If you are supposed to be able to open the phone and remove the battery manufacturers need to design a way to remove the cover, shield other components, create a compartment for the battery, and use sturdier batteries. All of those things take us space. Manufacturers aren't just going to make phones thicker so that physical space has to be eaten by something... and it's going to be the battery.
I really liked having a removable battery on my phone 10 years ago in case I had a particularly long/intensive day. But now that I make it through a day without worry this could actually be sorta annoying.
If we are gonna get removable batteries there needs to be a standard battery format so that each company won't have its own special battery design. One battery design for all devices. This way the battery will work in whichever phone you put it in.
I don't believe so. A battery standard would specify the interface, not the actual battery design from a technical standpoint. It would specify:
size and shape, i.e. where connectors go, assuring it fits in a phone
voltage and amperage provided
The rest is up to the battery manufacturer and is completely open to innovation. You want to put a Li-ion battery in there? Just make it the right shape and as long as it can provide the output required, it's fine. Want some future-tech fusion battery? As long as it's the right shape and puts out the required power!
I mean, I use a fairphone (with removable battery) and in a normal day it can go a whole day without going below 20%. And even if I don't comsider ot too much of a hassle bringing an external battery for recharge with me when I know I'm gonna use it a lot or will not have time to recharge during the night.
sure, but we're at a point with battery chemistry where that no longer really matters that much. the fairphone 4 is already at 3900 mAh and with both phone electronics constantly getting smaller and battery chemistry improving, it's highly likely that this year's fairphone 5 will not only crack the 4000 mAh barrier but fly past it. with a modern mid-range soc (which is really all you need to have a smooth experience outside of games) it' more than enough to get you through the day with a good margin to spare. and that's already a user-servicable design that no doubt guided eu legislature on this issue.
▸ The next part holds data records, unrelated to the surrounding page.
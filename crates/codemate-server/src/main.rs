use codemate_core::{Resolver, Settings};
use tracing_subscriber::EnvFilter;

#[tokio::main]
async fn main() -> anyhow::Result<()> {
    tracing_subscriber::fmt()
        .with_env_filter(
            EnvFilter::try_from_default_env().unwrap_or_else(|_| EnvFilter::new("info")),
        )
        .with_writer(std::io::stderr)
        .init();

    let settings = Settings::load()?;
    let resolver = Resolver::from_settings(&settings)?;
    let app = codemate_server::router(resolver);

    let listener = tokio::net::TcpListener::bind(&settings.bind).await?;
    tracing::info!("listening on http://{}", listener.local_addr()?);
    axum::serve(listener, app).await?;
    Ok(())
}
Do you have any source to that? Manufacturer saying "replace the rubber seal which blocks water when you replace the battery, else you're operating the device incorrectly and thus caused avoidable damage, and warranty is now void," sounds ok and legal to me. It'd be similar to leaving your battery door literally open then you complain water got in.
edit: the problem with this is that companies won't listen to the law because they know that you probably won't sue them, and even if you do sue them they don't care because they will receive a slap in the wrist.